半夜报警响了,人得爬起来
凌晨两点,手机突然嗡嗡震动。打开一看,监控平台弹出一条红色告警:核心服务响应时间飙升,错误率突破阈值。这种场景对SRE来说太熟悉了——咖啡灌下三杯,团队围在屏幕前查日志、翻指标,花两个小时终于把服务拉回来。可问题来了:下次还这么救火?
故障复盘不是追责大会
很多人以为复盘就是开会批评谁没写好代码、谁删错了配置。其实真正在意系统稳定的团队,更关心“为什么当时那个人会那么做”。比如某次数据库被打挂,表面看是运维误删索引,深挖下去才发现:文档里根本没写这个索引的作用,新来的同事自然不知道它不能动。
所以第一件事是定基调:所有人可以讲自己干了啥,不用担心被点名扣绩效。只有这样,才能听到真实的声音。
先还原时间线,像看回放录像
别一上来就分析原因。先把整个过程按分钟级列出来:
00:00 - 监控触发延迟告警
00:07 - 值班SRE收到PagerDuty通知
00:15 - 发现缓存命中率骤降
00:23 - 回滚最近一次配置变更
00:41 - 服务逐步恢复
01:10 - 错误率回归正常水平这就像行车记录仪,帮你看到哪里开始跑偏。有时候你会发现,真正的问题出现在告警之前很久——比如那个配置变更其实在六小时前就上线了,只是流量高峰才暴露问题。
多问几个“为什么”,别停在第一层
有人改了配置 → 为什么他敢改?→ 因为权限没限制 → 为什么不限制?→ 因为觉得小改动不用审批 → 为什么觉得不用?→ 因为过去没人出过事。

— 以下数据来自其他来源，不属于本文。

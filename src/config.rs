//! `CrawlConfig`: the CLI-driven configuration for one crawl run, with
//! environment-variable fallback for the numeric knobs.
//!
//! Grounded on the teacher's `Config::from_env` (env-var parsing with a
//! `thiserror`-based `ConfigError`), adapted so CLI flags take precedence
//! over the environment rather than being the only layer — this is a CLI
//! tool invoked once per run, not an always-env'd long-lived service.

use std::collections::HashMap;
use std::env;
use std::path::PathBuf;

use thiserror::Error;

use crate::crawler::classifier;

const DEFAULT_MAX_DEPTH: u32 = 3;
const DEFAULT_CONCURRENCY: usize = 5;
const DEFAULT_OUTPUT: &str = "product_urls.csv";
const DEFAULT_CONNECT_TIMEOUT_SECS: u64 = 5;
const DEFAULT_RENDERER_TIMEOUT_SECS: u64 = 20;

#[derive(Debug, Clone)]
pub struct CrawlConfig {
    pub seeds: Vec<String>,
    pub max_depth: u32,
    pub concurrency: usize,
    pub output: PathBuf,
    pub connect_timeout_secs: u64,
    /// Path to the Stage B renderer script. `None` disables the
    /// headless-browser fallback entirely (every fetch is Stage-A-only).
    pub renderer_script_path: Option<PathBuf>,
    pub renderer_timeout_secs: u64,
    /// Feature and URL-pattern weight overrides, merged on top of
    /// [`classifier::default_weights`].
    pub feature_weights: HashMap<String, f64>,
}

#[derive(Debug, Error)]
pub enum ConfigError {
    #[error("invalid value for {0}: {1}")]
    InvalidValue(&'static str, String),
    #[error("at least one seed URL is required")]
    NoSeeds,
    #[error("failed to read weights file {path}: {source}")]
    WeightsFileIo {
        path: String,
        #[source]
        source: std::io::Error,
    },
    #[error("failed to parse weights file {path}: {source}")]
    WeightsFileParse {
        path: String,
        #[source]
        source: serde_json::Error,
    },
}

/// Raw inputs gathered from CLI flags, before env-var fallback and weights
/// loading are applied.
#[derive(Debug, Default)]
pub struct CliOverrides {
    pub seeds: Vec<String>,
    pub max_depth: Option<u32>,
    pub concurrency: Option<usize>,
    pub output: Option<PathBuf>,
    pub weights_path: Option<PathBuf>,
    pub renderer_script_path: Option<PathBuf>,
}

impl CrawlConfig {
    /// Build a [`CrawlConfig`] from CLI overrides, falling back to
    /// `CRAWLER_MAX_DEPTH` / `CRAWLER_CONCURRENCY` / `CRAWLER_OUTPUT`
    /// environment variables, and finally to built-in defaults.
    pub fn from_cli(overrides: CliOverrides) -> Result<Self, ConfigError> {
        if overrides.seeds.is_empty() {
            return Err(ConfigError::NoSeeds);
        }

        let max_depth = match overrides.max_depth {
            Some(v) => v,
            None => env_or_default("CRAWLER_MAX_DEPTH", DEFAULT_MAX_DEPTH)?,
        };

        let concurrency = match overrides.concurrency {
            Some(v) => v,
            None => env_or_default("CRAWLER_CONCURRENCY", DEFAULT_CONCURRENCY)?,
        };

        let output = overrides.output.unwrap_or_else(|| {
            env::var("CRAWLER_OUTPUT")
                .map(PathBuf::from)
                .unwrap_or_else(|_| PathBuf::from(DEFAULT_OUTPUT))
        });

        let feature_weights = match &overrides.weights_path {
            Some(path) => load_weights(path)?,
            None => classifier::default_weights(),
        };

        Ok(Self {
            seeds: overrides.seeds,
            max_depth,
            concurrency,
            output,
            connect_timeout_secs: DEFAULT_CONNECT_TIMEOUT_SECS,
            renderer_script_path: overrides.renderer_script_path,
            renderer_timeout_secs: DEFAULT_RENDERER_TIMEOUT_SECS,
            feature_weights,
        })
    }
}

fn env_or_default<T>(var: &'static str, default: T) -> Result<T, ConfigError>
where
    T: std::str::FromStr,
{
    match env::var(var) {
        Ok(raw) => raw
            .parse()
            .map_err(|_| ConfigError::InvalidValue(var, raw)),
        Err(_) => Ok(default),
    }
}

/// Load a JSON object of `{feature_name: weight}` overrides and merge them
/// on top of the classifier's defaults, per spec.md §6's "optional
/// overrides of `feature_weights` and `product_url_weights` mappings".
fn load_weights(path: &std::path::Path) -> Result<HashMap<String, f64>, ConfigError> {
    let raw = std::fs::read_to_string(path).map_err(|source| ConfigError::WeightsFileIo {
        path: path.display().to_string(),
        source,
    })?;
    let overrides: HashMap<String, f64> =
        serde_json::from_str(&raw).map_err(|source| ConfigError::WeightsFileParse {
            path: path.display().to_string(),
            source,
        })?;

    let mut weights = classifier::default_weights();
    weights.extend(overrides);
    Ok(weights)
}

#[cfg(test)]
mod tests {
    use super::*;

    #[test]
    fn no_seeds_is_an_error() {
        let result = CrawlConfig::from_cli(CliOverrides::default());
        assert!(matches!(result, Err(ConfigError::NoSeeds)));
    }

    #[test]
    fn defaults_apply_when_nothing_overridden() {
        let config = CrawlConfig::from_cli(CliOverrides {
            seeds: vec!["https://shop.test".to_string()],
            ..Default::default()
        })
        .unwrap();
        assert_eq!(config.max_depth, DEFAULT_MAX_DEPTH);
        assert_eq!(config.concurrency, DEFAULT_CONCURRENCY);
        assert_eq!(config.output, PathBuf::from(DEFAULT_OUTPUT));
        assert!(config.renderer_script_path.is_none());
    }

    #[test]
    fn cli_overrides_take_precedence() {
        let config = CrawlConfig::from_cli(CliOverrides {
            seeds: vec!["https://shop.test".to_string()],
            max_depth: Some(1),
            concurrency: Some(2),
            output: Some(PathBuf::from("out.csv")),
            ..Default::default()
        })
        .unwrap();
        assert_eq!(config.max_depth, 1);
        assert_eq!(config.concurrency, 2);
        assert_eq!(config.output, PathBuf::from("out.csv"));
    }

    #[test]
    fn weights_file_overrides_merge_onto_defaults() {
        let mut path = std::env::temp_dir();
        path.push("product-crawler-test-weights.json");
        std::fs::write(&path, r#"{"price_present": 5.0}"#).unwrap();

        let config = CrawlConfig::from_cli(CliOverrides {
            seeds: vec!["https://shop.test".to_string()],
            weights_path: Some(path.clone()),
            ..Default::default()
        })
        .unwrap();

        assert_eq!(config.feature_weights.get("price_present"), Some(&5.0));
        assert_eq!(
            config.feature_weights.get("exact_one_cta"),
            classifier::default_weights().get("exact_one_cta")
        );
        let _ = std::fs::remove_file(&path);
    }
}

看到没,一个问题能挖出流程漏洞。Google的SRE手册里提过一个经典案例:服务器宕机,原因是数据中心断电。继续问下去,发现备用发电机燃料不足。再往下,是维护清单漏掉了这项检查。一层层剥开,最终改的是排班表上的巡检任务分配逻辑。
输出具体动作,而不是口号
别说“加强测试”“提高意识”这种空话。要的是可执行项:
- 给关键配置加二次确认弹窗
- 在发布流程中插入自动化检查点
- 每周随机抽取两个历史告警做桌面推演
比如你们发现每次大促前都会忘更新CDN缓存规则,那就把它做成发布 checklist 的固定条目,不勾选就不能上线。
让复盘结果活在日常工作中
很多报告写完就被塞进文件夹吃灰。聪明的做法是把教训变成监控的一部分。例如上次因为磁盘满了导致服务崩溃,这次就在 Grafana 面板上加个“剩余空间趋势预测”图表,提前三天标黄预警。
或者把典型故障场景编成脚本,每月跑一次混沌工程实验。就像消防演习,平时练熟了,真着火时不慌。
小改进积累成高可用
没有哪个系统天生稳如老狗。Netflix 的稳定性是一次次炸出来的经验堆出来的。SRE复盘的目的不是追求零故障——那不可能。而是让同样的坑永远不会再踩第二次。每解决一个根因,等于给系统穿上了新的防弹衣。
下次再遇到半夜报警,你会发现自己处理得越来越快,甚至有些问题还没爆发就被拦住了。这才是复盘的意义:不是修电脑,是在造一台越来越聪明的机器。